▶ _Task statement_:
Of the entries that follow, how many lines hold the word "VERSION"? Reply with the number only.

▶ _Data extracts_:
------
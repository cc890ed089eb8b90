//! Tracing setup for the binary.
//!
//! `RUST_LOG` wins when set. Otherwise the filter starts at the level passed
//! to [`init`] and follows the configured `logLevel` once it is known, via
//! [`LogLevelHandle`].

use std::fs::OpenOptions;
use std::path::PathBuf;
use std::sync::Mutex;
use tracing_subscriber::layer::SubscriberExt;
use tracing_subscriber::util::SubscriberInitExt;
use tracing_subscriber::{EnvFilter, Registry, fmt, reload};

/// Where log lines go.
#[derive(Debug, Clone, PartialEq, Eq)]
pub enum LogOutput {
    Off,
    Stdout,
    Stderr,
    File(PathBuf),
}

impl LogOutput {
    /// Parse the `--log` option: `0`/`off`, `1`/`stdout`, `2`/`stderr`, or a
    /// file name.
    pub fn parse(raw: &str) -> Self {
        match raw {
            "0" | "off" => LogOutput::Off,
            "1" | "stdout" => LogOutput::Stdout,
            "2" | "stderr" => LogOutput::Stderr,
            path => LogOutput::File(PathBuf::from(path)),
        }
    }
}

/// Map the config's level names onto tracing directives.
pub fn directive_for(level: &str) -> &'static str {
    match level.trim().to_ascii_lowercase().as_str() {
        "trace" => "trace",
        "debug" => "debug",
        "warn" | "warning" => "warn",
        "error" | "fatal" | "panic" => "error",
        "disabled" => "off",
        _ => "info",
    }
}

fn rust_log_set() -> bool {
    std::env::var_os(EnvFilter::DEFAULT_ENV).is_some()
}

fn filter(fallback: &str) -> EnvFilter {
    EnvFilter::try_from_default_env().unwrap_or_else(|_| EnvFilter::new(directive_for(fallback)))
}

/// Changes the active level after [`init`]. Inert when logging is off.
#[derive(Clone, Default)]
pub struct LogLevelHandle {
    inner: Option<reload::Handle<EnvFilter, Registry>>,
}

impl std::fmt::Debug for LogLevelHandle {
    fn fmt(&self, f: &mut std::fmt::Formatter<'_>) -> std::fmt::Result {
        f.debug_struct("LogLevelHandle")
            .field("active", &self.inner.is_some())
            .finish()
    }
}

impl LogLevelHandle {
    /// Switch to `level` (a `logLevel` value). No-op when `RUST_LOG` is set.
    pub fn set_level(&self, level: &str) -> anyhow::Result<()> {
        let Some(handle) = &self.inner else {
            return Ok(());
        };
        if rust_log_set() {
            return Ok(());
        }
        handle.reload(EnvFilter::new(directive_for(level)))?;
        Ok(())
    }
}

/// Install the global subscriber, starting at `fallback_level`.
pub fn init(output: &LogOutput, fallback_level: &str) -> anyhow::Result<LogLevelHandle> {
    let (filter_layer, handle) = reload::Layer::new(filter(fallback_level));
    let registry = tracing_subscriber::registry().with(filter_layer);
    match output {
        LogOutput::Off => return Ok(LogLevelHandle::default()),
        LogOutput::Stdout => registry.with(fmt::layer().with_writer(std::io::stdout)).try_init(),
        LogOutput::Stderr => registry.with(fmt::layer().with_writer(std::io::stderr)).try_init(),
        LogOutput::File(path) => {
            let file = OpenOptions::new().create(true).append(true).open(path)?;
            registry
                .with(fmt::layer().with_writer(Mutex::new(file)).with_ansi(false))
                .try_init()
        }
    }?;
    Ok(LogLevelHandle {
        inner: Some(handle),
    })
}

#[cfg(test)]
mod tests {
    use super::*;

    #[test]
    fn test_parse_output() {
        assert_eq!(LogOutput::parse("0"), LogOutput::Off);
        assert_eq!(LogOutput::parse("stdout"), LogOutput::Stdout);
        assert_eq!(LogOutput::parse("2"), LogOutput::Stderr);
        assert_eq!(
            LogOutput::parse("/var/log/xg2g.log"),
            LogOutput::File(PathBuf::from("/var/log/xg2g.log"))
        );
    }

    #[test]
    fn test_level_directives() {
        assert_eq!(directive_for("DEBUG"), "debug");
        assert_eq!(directive_for("warning"), "warn");
        assert_eq!(directive_for("fatal"), "error");
        assert_eq!(directive_for(""), "info");
    }

    #[test]
    fn test_inactive_handle_is_noop() {
        assert!(LogLevelHandle::default().set_level("debug").is_ok());
    }

    #[test]
    fn test_set_level_follows_config() {
        if rust_log_set() {
            return;
        }
        let (layer, handle) = reload::Layer::new(EnvFilter::new("info"));
        let _subscriber = tracing_subscriber::registry().with(layer);
        let log = LogLevelHandle {
            inner: Some(handle.clone()),
        };

        log.set_level("DEBUG").unwrap();
        assert_eq!(handle.with_current(|f| f.to_string()).unwrap(), "debug");
        log.set_level("warning").unwrap();
        assert_eq!(handle.with_current(|f| f.to_string()).unwrap(), "warn");
    }
}
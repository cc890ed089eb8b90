//! xg2g-config
//!
//! Operator tool for the xg2g configuration: validates a config file and
//! environment, prints the registry of defaults, or follows reloads.

use anyhow::{Context, Result};
use clap::Parser;
use std::process::ExitCode;
use std::sync::Arc;
use tokio::sync::mpsc;
use tracing::{error, info, warn};
use xg2g_config::cli::{Cli, Command};
use xg2g_config::config::{ConfigHolder, ConfigLoader, DefaultRegistry, FileConfig, mask_secrets};
use xg2g_config::logging::{self, LogLevelHandle, LogOutput};

const VERSION: &str = env!("CARGO_PKG_VERSION");

#[tokio::main]
async fn main() -> ExitCode {
    let cli = Cli::parse();
    match run(cli).await {
        Ok(()) => ExitCode::SUCCESS,
        Err(e) => {
            error!(error = %format!("{:#}", e), "xg2g-config failed");
            eprintln!("error: {:#}", e);
            ExitCode::FAILURE
        }
    }
}

async fn run(cli: Cli) -> Result<()> {
    let level = if cli.verbose { "debug" } else { "info" };
    let handle = logging::init(&LogOutput::parse(&cli.log), level)?;
    // --verbose pins debug; otherwise the configured logLevel takes over
    let log = if cli.verbose { LogLevelHandle::default() } else { handle };

    let loader = ConfigLoader::new(cli.config.clone(), VERSION);
    match cli.command {
        Command::Check { yaml } => check(loader, yaml, &log).await,
        Command::Watch => watch(loader, &log).await,
        Command::Defaults(args) => {
            print!("{}", args.render(&DefaultRegistry::standard()));
            Ok(())
        }
    }
}

async fn check(loader: ConfigLoader, yaml: bool, log: &LogLevelHandle) -> Result<()> {
    let cfg = loader.load().await.context("load configuration")?;
    log.set_level(&cfg.log_level)?;
    if yaml {
        let file = FileConfig::from_resolved(&cfg);
        let masked: serde_yaml::Value = serde_json::from_value(mask_secrets(&file))
            .context("render masked configuration")?;
        print!("{}", serde_yaml::to_string(&masked)?);
    } else {
        println!("{}", serde_json::to_string_pretty(&mask_secrets(&cfg))?);
    }
    Ok(())
}

async fn watch(loader: ConfigLoader, log: &LogLevelHandle) -> Result<()> {
    let holder = Arc::new(ConfigHolder::new(loader).await.context("load configuration")?);
    log.set_level(&holder.get().log_level)?;
    info!(epoch = holder.epoch(), "configuration loaded; watching for changes");

    let (tx, mut rx) = mpsc::channel(8);
    holder.register_snapshot_listener(tx);
    holder.start_watcher().context("start config watcher")?;

    loop {
        tokio::select! {
            _ = tokio::signal::ctrl_c() => break,
            Some(snapshot) = rx.recv() => {
                if let Err(e) = log.set_level(&snapshot.config.log_level) {
                    warn!(error = %e, "log level not updated");
                }
                info!(epoch = snapshot.epoch, "new configuration published");
            }
        }
    }

    holder.stop().await;
    Ok(())
}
------
▶ _Solved exercise_:
2